* **EXERCISE DESCRIPTION**
Search the entries below for the word "cannot", then copy each line in which it is found.

* **RECORDS SUPPLIED**
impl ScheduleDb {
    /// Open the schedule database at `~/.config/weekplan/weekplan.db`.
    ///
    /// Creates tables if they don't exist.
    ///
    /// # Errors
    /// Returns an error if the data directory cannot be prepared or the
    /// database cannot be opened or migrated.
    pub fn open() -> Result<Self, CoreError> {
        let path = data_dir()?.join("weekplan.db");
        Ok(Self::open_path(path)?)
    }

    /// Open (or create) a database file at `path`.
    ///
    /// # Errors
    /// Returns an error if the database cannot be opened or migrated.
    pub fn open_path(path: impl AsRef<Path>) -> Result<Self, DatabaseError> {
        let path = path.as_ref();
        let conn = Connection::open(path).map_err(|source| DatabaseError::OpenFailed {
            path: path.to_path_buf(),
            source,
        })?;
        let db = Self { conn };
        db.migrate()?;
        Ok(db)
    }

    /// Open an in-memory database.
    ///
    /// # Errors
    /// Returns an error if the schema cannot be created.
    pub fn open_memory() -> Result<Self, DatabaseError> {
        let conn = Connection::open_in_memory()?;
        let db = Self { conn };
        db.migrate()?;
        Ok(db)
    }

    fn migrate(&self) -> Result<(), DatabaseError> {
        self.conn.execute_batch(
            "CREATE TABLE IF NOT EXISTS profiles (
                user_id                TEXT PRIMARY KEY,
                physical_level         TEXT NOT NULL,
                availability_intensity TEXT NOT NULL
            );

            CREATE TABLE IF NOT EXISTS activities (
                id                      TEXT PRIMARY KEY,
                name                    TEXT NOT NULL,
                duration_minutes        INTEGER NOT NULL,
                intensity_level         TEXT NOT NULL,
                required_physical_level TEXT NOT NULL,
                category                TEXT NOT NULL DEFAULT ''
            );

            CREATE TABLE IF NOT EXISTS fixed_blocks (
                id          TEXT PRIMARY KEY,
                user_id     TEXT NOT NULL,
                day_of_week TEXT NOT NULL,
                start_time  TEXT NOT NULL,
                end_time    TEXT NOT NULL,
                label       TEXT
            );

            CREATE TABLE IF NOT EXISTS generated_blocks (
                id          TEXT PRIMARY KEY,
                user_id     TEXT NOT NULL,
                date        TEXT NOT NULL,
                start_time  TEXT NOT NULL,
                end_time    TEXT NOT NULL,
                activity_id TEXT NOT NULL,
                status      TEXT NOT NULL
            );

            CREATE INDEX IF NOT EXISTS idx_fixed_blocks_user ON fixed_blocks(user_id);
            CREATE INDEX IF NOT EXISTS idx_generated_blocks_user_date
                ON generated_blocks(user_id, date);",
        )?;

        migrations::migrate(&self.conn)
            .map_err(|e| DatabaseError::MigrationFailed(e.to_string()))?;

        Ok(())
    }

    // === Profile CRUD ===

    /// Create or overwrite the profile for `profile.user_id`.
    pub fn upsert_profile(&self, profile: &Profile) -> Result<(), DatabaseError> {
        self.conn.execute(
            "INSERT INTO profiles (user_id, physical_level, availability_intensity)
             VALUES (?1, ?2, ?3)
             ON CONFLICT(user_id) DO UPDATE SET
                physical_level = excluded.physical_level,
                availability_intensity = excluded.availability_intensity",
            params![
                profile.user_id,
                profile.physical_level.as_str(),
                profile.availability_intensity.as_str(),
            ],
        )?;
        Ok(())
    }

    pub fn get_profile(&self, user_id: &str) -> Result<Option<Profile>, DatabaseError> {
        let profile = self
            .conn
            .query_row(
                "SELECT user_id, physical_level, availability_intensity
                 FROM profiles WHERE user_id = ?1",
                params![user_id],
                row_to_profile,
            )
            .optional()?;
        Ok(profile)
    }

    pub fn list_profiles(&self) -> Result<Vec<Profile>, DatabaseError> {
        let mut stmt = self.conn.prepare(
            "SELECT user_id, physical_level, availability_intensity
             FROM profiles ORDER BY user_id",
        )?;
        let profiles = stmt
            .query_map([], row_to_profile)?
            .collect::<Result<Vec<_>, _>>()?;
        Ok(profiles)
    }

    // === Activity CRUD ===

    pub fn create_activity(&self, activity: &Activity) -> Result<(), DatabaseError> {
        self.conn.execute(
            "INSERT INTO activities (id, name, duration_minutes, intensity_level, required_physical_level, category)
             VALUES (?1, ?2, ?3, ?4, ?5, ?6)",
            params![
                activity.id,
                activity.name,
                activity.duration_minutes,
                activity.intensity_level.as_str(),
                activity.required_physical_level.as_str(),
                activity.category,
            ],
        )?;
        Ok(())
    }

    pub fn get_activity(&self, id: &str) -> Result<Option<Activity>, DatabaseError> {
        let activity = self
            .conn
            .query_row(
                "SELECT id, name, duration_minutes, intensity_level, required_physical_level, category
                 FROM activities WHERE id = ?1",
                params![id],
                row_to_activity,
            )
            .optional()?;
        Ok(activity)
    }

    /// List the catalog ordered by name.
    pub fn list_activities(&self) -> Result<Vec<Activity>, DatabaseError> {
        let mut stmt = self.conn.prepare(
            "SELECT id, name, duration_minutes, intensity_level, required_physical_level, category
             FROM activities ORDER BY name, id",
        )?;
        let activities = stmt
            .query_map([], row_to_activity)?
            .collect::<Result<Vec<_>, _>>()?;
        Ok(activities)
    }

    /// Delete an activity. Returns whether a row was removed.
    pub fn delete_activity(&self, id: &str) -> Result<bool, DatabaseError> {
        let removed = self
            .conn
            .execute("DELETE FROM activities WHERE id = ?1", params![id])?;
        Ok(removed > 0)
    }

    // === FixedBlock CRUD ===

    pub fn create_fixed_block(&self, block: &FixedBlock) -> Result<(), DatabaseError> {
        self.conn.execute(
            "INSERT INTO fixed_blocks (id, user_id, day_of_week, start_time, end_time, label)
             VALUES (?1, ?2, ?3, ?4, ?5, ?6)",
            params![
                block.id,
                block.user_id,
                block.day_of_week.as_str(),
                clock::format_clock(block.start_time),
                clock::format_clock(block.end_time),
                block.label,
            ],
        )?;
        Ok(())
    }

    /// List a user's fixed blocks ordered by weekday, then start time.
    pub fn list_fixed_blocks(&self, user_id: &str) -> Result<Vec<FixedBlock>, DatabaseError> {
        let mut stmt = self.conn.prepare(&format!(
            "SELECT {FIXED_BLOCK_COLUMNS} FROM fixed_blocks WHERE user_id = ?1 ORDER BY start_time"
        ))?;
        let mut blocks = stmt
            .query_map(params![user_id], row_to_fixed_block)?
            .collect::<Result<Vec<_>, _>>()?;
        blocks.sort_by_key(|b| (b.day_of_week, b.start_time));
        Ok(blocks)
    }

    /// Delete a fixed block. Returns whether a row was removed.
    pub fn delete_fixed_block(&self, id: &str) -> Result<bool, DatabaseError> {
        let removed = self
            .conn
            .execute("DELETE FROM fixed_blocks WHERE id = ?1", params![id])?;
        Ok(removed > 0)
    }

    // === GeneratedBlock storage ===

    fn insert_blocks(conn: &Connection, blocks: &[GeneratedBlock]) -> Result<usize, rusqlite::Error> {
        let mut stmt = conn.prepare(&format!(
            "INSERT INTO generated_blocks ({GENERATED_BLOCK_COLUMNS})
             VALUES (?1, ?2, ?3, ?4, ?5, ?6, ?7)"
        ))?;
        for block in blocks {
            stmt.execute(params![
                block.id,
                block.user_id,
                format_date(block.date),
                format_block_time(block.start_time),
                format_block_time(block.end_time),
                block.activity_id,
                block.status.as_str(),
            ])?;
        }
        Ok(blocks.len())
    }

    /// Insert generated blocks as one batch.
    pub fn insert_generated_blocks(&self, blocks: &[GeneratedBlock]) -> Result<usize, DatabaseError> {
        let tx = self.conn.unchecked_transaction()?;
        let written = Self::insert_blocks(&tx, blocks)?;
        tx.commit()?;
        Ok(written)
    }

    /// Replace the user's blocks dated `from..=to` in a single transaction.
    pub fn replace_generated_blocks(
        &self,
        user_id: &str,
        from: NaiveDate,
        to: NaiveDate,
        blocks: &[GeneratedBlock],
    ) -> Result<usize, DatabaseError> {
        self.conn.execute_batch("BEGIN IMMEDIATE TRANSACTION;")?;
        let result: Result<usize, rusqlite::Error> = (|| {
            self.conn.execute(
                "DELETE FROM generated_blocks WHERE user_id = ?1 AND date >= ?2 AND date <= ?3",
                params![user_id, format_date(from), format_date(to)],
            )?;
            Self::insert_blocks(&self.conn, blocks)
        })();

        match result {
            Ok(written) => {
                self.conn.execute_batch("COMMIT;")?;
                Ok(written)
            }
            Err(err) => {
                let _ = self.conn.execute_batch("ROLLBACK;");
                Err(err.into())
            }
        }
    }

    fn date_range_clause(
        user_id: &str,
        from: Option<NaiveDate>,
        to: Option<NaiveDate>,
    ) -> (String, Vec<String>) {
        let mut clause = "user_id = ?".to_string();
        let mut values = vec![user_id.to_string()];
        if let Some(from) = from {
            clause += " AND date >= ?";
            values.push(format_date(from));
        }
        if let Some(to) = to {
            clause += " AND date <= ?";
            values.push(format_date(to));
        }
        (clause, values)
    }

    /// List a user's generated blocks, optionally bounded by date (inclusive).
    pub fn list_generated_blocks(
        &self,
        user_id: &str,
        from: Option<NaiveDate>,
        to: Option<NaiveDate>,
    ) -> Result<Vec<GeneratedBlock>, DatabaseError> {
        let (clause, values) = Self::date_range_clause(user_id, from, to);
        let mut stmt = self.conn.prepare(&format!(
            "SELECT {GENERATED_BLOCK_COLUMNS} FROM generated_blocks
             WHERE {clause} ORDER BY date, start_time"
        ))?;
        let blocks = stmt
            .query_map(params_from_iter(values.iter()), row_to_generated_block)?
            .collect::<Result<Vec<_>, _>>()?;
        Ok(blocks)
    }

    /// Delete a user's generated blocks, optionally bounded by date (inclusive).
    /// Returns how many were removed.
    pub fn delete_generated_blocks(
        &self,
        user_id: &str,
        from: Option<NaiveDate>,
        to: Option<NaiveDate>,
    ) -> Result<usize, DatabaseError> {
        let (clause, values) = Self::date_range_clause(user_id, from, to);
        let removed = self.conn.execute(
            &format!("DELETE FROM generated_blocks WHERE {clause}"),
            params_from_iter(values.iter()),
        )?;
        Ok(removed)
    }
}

* **TASK RESULT**
    /// Returns an error if the data directory cannot be prepared or the
    /// database cannot be opened or migrated.
    /// Returns an error if the database cannot be opened or migrated.
    /// Returns an error if the schema cannot be created.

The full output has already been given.